Hester van Royen’s apartment in London in 1981. (Photo: John Pawson. Courtesy Phaidon)
Hester van Royen’s apartment in London in 1981. (Photo: John Pawson. Courtesy Phaidon)

What was the approach to putting this book together? I think it’s interesting to think about how you transformed your forty-year friendship, which also includes so many interviews, so many conversations you’ve had together, into book form. And to do that in a way that captures your rich body of work.

He’s a good editor, for a start. It’s interesting what gets into the book and what doesn’t. It’s an illustrated book, so when he did it, I said to him, “Is this all?” Only fifty thousand words. I was counting the words. I was like, “This is about me. Can you not put some more words in?” Anyway, he stretched it to sixty thousand. But there’s so much you can’t put in, obviously.

I think it’s well-judged. I mean, he keeps saying to me, “Why didn’t you tell me that anecdote before?
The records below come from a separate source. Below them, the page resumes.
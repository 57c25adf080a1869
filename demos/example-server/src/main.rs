use nestrs::prelude::*;
use tower_http::trace::TraceLayer;
use tracing_subscriber::EnvFilter;

mod app_module;
mod infrastructure;
mod modules;

use app_module::AppModule;

#[tokio::main]
async fn main() -> anyhow::Result<()> {
    tracing_subscriber::fmt()
        .with_env_filter(
            EnvFilter::try_from_default_env().unwrap_or_else(|_| EnvFilter::new("info,nestrs=debug")),
        )
        .init();

    tracing::info!("🚀 Starting Example Server...");

    let options = ServerOptions::from_env()
        .title("example-server")
        .description("Users and products on nestrs");
    let mut app = NestFactory::create::<AppModule>(options)?;
    app.use_middleware(|router| router.layer(TraceLayer::new_for_http()));

    for route in app.get_server().get_router().iter() {
        tracing::info!("Mapped {{{}, {}}} -> {}", route.path, route.method, route.endpoint);
    }

    let config = app.get::<ConfigService>()?;
    let host = config.get_or("HOST", "0.0.0.0");
    let port = config.get_or("PORT", "3000").parse::<u16>()?;

    app.listen(&host, port).await?;

    tracing::info!("👋 Server stopped");
    Ok(())
}
use darling::FromField;
use proc_macro::TokenStream;
use proc_macro2::TokenStream as TokenStream2;
use quote::quote;
use syn::{parse_macro_input, Data, DeriveInput, Fields, Generics, Ident, Type};

#[derive(FromField)]
#[darling(attributes(inject))]
struct InjectField {
    ident: Option<Ident>,
    ty: Type,
    /// Initializer expression of a plain field.
    default: Option<String>,
    /// Resolve a registered value instead of a component.
    #[darling(default)]
    value: bool,
}

enum FieldKind {
    Dependency(Type),
    Value(Type),
    Plain { init: syn::Expr, text: String },
}

struct ComponentField {
    ident: Ident,
    kind: FieldKind,
}

/// Fields of a component struct, classified as dependencies or plain state.
pub struct ComponentFields {
    fields: Vec<ComponentField>,
}

impl ComponentFields {
    pub fn from_fields(span_source: &Ident, fields: &Fields) -> syn::Result<Self> {
        let named = match fields {
            Fields::Named(named) => named.named.iter().collect::<Vec<_>>(),
            Fields::Unit => Vec::new(),
            Fields::Unnamed(_) => {
                return Err(syn::Error::new_spanned(
                    span_source,
                    "components must be structs with named fields (or unit structs)",
                ))
            }
        };

        let mut parsed = Vec::with_capacity(named.len());
        for field in named {
            let field = InjectField::from_field(field)
                .map_err(|e| syn::Error::new_spanned(field, e.to_string()))?;
            let Some(ident) = field.ident else {
                continue;
            };
            let kind = match (arc_inner(&field.ty), field.default, field.value) {
                (_, Some(text), _) => {
                    let init = syn::parse_str::<syn::Expr>(&text).map_err(|e| {
                        syn::Error::new_spanned(&ident, format!("invalid default `{text}`: {e}"))
                    })?;
                    FieldKind::Plain { init, text }
                }
                (Some(inner), None, true) => FieldKind::Value(inner),
                (Some(inner), None, false) => FieldKind::Dependency(inner),
                (None, None, true) => {
                    return Err(syn::Error::new_spanned(
                        &field.ty,
                        "#[inject(value)] fields must be declared as Arc<T>",
                    ))
                }
                (None, None, false) => FieldKind::Plain {
                    init: syn::parse_quote!(::core::default::Default::default()),
                    text: "Default::default()".to_string(),
                },
            };
            parsed.push(ComponentField { ident, kind });
        }
        Ok(Self { fields: parsed })
    }

    /// `ClassMetadata` builder chain.
    pub fn metadata(&self) -> TokenStream2 {
        let entries = self.fields.iter().map(|field| {
            let name = field.ident.to_string();
            match &field.kind {
                FieldKind::Dependency(ty) => quote! { .dependency::<#ty>(#name) },
                FieldKind::Value(ty) => quote! {
                    .dependency_on(#name, ::nestrs::TypeKey::of::<#ty>(), true)
                },
                FieldKind::Plain { text, .. } => quote! { .instance_var(#name, #text) },
            }
        });
        quote! {
            ::nestrs::ClassMetadata::new(::nestrs::TypeKey::of::<Self>()) #(#entries)*
        }
    }

    /// `Self { .. }` built from the container.
    pub fn constructor(&self) -> TokenStream2 {
        let inits = self.fields.iter().map(|field| {
            let ident = &field.ident;
            match &field.kind {
                FieldKind::Dependency(ty) => quote! { #ident: container.resolve::<#ty>()? },
                FieldKind::Value(ty) => quote! { #ident: container.get::<#ty>()? },
                FieldKind::Plain { init, .. } => quote! { #ident: #init },
            }
        });
        quote! { Self { #(#inits),* } }
    }
}

/// `impl ::nestrs::Component` for a struct.
pub fn component_impl(
    ident: &Ident,
    generics: &Generics,
    fields: &ComponentFields,
    injectable: bool,
) -> TokenStream2 {
    let (impl_generics, ty_generics, where_clause) = generics.split_for_impl();
    let metadata = fields.metadata();
    let constructor = fields.constructor();
    quote! {
        impl #impl_generics ::nestrs::Component for #ident #ty_generics #where_clause {
            const INJECTABLE: bool = #injectable;

            fn metadata() -> ::nestrs::ClassMetadata {
                #metadata
            }

            #[allow(unused_variables)]
            fn inject(container: &::nestrs::Container) -> ::nestrs::Result<Self> {
                Ok(#constructor)
            }
        }
    }
}

pub fn derive_injectable(input: TokenStream) -> TokenStream {
    let input = parse_macro_input!(input as DeriveInput);
    generate_injectable_impl(&input)
        .unwrap_or_else(syn::Error::into_compile_error)
        .into()
}

fn generate_injectable_impl(input: &DeriveInput) -> syn::Result<TokenStream2> {
    let fields = match &input.data {
        Data::Struct(data) => ComponentFields::from_fields(&input.ident, &data.fields)?,
        _ => {
            return Err(syn::Error::new_spanned(
                &input.ident,
                "#[derive(Injectable)] can only be applied to structs",
            ))
        }
    };
    Ok(component_impl(&input.ident, &input.generics, &fields, true))
}

/// Extract the inner type from `Arc<T>`.
pub fn arc_inner(ty: &Type) -> Option<Type> {
    let Type::Path(type_path) = ty else {
        return None;
    };
    let segment = type_path.path.segments.last()?;
    if segment.ident != "Arc" {
        return None;
    }
    match &segment.arguments {
        syn::PathArguments::AngleBracketed(args) => match args.args.first()? {
            syn::GenericArgument::Type(inner) => Some(inner.clone()),
            _ => None,
        },
        _ => None,
    }
}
I could have put it in the book.” Actually, after the book had been written, Kanye, or Ye, coming to stay [at my family’s home in Oxfordshire] was not an anecdote for the book. Probably not an anecdote for any book, but….

Ye comes to the Cotswolds.

Yeah. [Laughter]

Well, I appreciate the nuance of the book—the kind only someone like Deyan, who knows you so well, could get. I should say this book is not simply hagiography; this isn’t, “Look at John on a pedestal!” Although perhaps, yes, the nature of this kind of book does do that a little bit. But I think what’s special is that Deyan captures a particular sensibility and spirit. I love how, early on in the book, he makes this distinction that you’re as fascinated about what happens inside your buildings as the buildings themselves. To me, that’s the kind of thing one can only come to when they look really deeply at what you do.

Yeah, I think so. The book came about because he proposed it to Phaidon—and to me, of course. Because we’re so close, I said yes. Obviously, if you think about it, it’s quite early [in my career] to have a biography. It’s obviously not complete, because my life isn’t complete. But I did learn early on with Phaidon, with my first book with them, I was saying, I want it to be this, and I want it to be that, and they said, “Well, hold on a minute. We are the publisher.”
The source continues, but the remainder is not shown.